→ **SUPPLIED MATERIAL**

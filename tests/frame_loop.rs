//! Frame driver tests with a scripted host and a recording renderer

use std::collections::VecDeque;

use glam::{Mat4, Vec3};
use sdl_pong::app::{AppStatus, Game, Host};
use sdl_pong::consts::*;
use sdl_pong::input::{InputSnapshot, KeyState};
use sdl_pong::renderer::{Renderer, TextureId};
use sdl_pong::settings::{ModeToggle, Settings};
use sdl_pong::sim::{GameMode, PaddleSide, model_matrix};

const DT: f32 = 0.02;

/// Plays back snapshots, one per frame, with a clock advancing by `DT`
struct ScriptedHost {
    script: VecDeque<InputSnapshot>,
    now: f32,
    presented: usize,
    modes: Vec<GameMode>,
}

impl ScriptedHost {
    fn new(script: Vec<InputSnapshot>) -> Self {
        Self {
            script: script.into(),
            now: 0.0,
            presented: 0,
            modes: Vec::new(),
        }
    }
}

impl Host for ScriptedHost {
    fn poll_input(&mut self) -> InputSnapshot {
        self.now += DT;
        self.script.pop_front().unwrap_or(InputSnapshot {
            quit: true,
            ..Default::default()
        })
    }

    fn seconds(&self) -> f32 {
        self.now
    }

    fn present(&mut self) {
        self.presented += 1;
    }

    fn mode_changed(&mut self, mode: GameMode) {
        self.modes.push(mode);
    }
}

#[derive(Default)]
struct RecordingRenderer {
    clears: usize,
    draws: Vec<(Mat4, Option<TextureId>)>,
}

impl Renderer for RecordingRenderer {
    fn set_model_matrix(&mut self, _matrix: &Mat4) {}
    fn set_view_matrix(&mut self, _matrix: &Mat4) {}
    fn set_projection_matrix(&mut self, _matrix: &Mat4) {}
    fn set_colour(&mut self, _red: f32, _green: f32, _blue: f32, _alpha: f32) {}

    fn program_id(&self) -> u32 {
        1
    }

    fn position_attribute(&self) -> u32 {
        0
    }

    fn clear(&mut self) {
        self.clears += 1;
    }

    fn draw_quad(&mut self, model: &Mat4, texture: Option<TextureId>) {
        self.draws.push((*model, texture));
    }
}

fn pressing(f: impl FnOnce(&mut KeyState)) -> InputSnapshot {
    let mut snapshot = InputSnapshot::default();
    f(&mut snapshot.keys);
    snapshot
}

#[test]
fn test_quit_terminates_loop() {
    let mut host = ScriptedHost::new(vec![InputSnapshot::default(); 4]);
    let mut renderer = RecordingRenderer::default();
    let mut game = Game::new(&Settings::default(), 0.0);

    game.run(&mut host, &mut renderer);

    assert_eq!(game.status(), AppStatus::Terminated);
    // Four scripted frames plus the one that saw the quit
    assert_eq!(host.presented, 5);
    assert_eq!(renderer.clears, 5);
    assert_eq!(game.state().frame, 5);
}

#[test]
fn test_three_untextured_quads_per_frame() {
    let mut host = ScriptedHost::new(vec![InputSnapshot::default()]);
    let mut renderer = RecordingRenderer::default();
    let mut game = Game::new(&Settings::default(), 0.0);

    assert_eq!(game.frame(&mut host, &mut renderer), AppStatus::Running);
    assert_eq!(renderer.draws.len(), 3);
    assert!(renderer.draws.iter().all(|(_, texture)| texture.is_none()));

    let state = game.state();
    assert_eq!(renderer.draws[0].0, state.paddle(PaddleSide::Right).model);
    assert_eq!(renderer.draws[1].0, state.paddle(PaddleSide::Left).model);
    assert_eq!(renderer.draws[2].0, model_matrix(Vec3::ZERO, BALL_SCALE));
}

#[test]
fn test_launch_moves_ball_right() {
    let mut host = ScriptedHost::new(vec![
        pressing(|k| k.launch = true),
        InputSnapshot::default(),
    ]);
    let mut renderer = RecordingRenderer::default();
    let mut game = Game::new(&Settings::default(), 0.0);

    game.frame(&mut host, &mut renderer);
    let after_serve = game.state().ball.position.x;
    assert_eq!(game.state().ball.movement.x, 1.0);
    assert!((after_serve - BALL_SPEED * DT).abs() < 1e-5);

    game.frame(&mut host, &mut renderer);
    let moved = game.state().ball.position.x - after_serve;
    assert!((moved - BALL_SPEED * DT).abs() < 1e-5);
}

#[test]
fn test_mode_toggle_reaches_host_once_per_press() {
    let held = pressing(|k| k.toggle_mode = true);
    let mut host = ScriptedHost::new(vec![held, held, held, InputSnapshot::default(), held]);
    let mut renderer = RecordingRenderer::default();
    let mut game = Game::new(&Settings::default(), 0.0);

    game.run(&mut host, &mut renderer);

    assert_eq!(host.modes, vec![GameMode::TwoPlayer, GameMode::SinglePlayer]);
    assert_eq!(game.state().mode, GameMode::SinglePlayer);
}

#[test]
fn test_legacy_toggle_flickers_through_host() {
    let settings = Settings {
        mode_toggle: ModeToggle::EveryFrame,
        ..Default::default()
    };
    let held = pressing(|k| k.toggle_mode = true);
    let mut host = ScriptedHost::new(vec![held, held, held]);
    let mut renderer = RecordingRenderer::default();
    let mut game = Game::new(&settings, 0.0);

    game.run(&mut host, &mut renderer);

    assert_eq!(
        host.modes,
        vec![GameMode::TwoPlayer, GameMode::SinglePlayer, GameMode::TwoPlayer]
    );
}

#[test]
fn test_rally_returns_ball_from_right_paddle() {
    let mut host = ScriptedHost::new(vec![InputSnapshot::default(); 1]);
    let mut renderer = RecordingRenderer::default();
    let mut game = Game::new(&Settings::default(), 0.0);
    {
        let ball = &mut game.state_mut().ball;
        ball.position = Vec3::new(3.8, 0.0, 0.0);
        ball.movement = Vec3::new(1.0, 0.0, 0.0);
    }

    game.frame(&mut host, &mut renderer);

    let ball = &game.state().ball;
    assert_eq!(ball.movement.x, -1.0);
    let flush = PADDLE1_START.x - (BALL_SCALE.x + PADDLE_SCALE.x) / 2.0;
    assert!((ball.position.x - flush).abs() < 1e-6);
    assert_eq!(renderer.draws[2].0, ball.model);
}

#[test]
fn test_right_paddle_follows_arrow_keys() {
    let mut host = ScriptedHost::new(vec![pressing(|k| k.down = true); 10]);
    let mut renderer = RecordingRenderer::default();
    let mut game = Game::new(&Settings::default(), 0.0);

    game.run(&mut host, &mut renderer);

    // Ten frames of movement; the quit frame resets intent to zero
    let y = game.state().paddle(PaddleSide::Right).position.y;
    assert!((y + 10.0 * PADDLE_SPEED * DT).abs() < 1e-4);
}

==

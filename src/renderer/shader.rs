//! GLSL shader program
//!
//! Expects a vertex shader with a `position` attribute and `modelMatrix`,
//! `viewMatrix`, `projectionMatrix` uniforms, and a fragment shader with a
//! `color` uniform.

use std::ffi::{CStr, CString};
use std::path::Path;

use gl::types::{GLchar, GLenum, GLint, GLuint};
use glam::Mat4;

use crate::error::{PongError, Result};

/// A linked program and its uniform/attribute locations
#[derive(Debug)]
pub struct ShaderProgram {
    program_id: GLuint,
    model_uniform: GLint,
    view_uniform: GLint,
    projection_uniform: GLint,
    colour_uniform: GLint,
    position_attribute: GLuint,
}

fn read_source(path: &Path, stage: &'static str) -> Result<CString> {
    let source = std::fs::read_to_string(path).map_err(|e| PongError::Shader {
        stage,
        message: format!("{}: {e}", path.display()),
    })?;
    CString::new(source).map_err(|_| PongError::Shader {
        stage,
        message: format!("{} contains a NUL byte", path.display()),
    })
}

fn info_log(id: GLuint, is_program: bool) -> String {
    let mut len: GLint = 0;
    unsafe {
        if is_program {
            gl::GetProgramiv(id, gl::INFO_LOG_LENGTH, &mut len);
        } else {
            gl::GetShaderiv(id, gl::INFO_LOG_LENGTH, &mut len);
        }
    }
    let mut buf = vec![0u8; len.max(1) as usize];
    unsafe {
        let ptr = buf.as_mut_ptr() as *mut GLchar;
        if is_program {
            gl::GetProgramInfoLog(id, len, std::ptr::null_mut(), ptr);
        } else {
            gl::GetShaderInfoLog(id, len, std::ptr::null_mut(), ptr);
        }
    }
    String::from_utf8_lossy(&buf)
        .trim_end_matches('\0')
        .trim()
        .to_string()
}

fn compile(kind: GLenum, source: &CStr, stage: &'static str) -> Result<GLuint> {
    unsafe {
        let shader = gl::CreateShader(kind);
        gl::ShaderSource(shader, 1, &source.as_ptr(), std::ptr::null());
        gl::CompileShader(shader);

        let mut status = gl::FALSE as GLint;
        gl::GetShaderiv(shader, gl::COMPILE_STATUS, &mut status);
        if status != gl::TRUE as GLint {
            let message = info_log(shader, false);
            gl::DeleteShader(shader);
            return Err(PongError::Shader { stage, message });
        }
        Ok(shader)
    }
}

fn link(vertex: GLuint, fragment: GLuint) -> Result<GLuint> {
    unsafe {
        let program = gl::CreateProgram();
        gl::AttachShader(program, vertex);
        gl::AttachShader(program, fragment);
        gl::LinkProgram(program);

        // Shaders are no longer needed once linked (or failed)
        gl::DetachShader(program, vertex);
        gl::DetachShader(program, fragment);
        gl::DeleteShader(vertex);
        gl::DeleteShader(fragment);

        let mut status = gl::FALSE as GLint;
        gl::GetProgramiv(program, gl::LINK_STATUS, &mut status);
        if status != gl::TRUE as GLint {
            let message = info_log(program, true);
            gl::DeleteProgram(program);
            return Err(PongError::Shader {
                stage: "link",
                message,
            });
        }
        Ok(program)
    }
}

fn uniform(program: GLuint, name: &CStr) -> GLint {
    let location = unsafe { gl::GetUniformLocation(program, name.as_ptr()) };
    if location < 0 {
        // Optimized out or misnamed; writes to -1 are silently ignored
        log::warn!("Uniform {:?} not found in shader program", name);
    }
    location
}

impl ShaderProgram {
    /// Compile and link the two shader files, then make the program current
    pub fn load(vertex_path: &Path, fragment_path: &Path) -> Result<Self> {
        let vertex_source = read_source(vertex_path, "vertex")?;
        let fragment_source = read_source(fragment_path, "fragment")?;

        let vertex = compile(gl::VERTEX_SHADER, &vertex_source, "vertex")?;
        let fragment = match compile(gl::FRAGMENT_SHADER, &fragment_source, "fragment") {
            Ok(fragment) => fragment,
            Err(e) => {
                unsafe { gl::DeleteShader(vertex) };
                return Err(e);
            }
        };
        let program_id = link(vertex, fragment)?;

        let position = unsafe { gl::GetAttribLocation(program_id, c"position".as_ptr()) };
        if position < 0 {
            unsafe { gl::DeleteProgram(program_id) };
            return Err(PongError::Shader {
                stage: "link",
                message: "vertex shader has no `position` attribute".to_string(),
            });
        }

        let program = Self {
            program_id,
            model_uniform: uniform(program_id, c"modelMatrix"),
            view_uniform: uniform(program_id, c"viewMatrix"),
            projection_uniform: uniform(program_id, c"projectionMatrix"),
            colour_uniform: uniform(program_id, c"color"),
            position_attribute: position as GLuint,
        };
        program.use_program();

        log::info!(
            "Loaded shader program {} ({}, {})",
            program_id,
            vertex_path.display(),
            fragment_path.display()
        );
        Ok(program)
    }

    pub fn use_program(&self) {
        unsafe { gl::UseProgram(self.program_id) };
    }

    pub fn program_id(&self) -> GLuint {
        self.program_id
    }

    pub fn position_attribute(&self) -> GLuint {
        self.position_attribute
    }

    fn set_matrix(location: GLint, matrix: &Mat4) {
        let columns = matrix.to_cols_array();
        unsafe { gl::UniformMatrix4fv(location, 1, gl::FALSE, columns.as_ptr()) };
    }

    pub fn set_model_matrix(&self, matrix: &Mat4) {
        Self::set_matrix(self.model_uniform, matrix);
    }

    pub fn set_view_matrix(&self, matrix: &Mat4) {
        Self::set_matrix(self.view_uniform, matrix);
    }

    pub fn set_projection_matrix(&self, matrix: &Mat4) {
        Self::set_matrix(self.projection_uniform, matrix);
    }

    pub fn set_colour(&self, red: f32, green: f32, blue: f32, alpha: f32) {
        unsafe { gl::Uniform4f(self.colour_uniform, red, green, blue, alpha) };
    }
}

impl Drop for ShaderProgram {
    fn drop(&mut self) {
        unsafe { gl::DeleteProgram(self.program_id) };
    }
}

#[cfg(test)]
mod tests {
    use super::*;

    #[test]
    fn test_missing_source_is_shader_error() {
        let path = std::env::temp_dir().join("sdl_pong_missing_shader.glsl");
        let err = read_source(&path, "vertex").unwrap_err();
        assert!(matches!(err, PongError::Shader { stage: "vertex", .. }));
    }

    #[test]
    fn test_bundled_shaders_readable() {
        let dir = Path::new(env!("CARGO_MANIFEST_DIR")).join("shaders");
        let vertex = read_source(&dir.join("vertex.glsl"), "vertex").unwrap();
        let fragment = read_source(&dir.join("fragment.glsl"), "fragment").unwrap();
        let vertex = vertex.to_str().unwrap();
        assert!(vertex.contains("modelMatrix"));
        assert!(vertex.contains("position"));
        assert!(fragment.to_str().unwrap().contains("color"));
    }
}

→ **TASK DETAILS**
From the listing above, copy every line that holds the string "usize".

→ **TASK OUTPUT**
    presented: usize,
    clears: usize,
    let mut buf = vec![0u8; len.max(1) as usize];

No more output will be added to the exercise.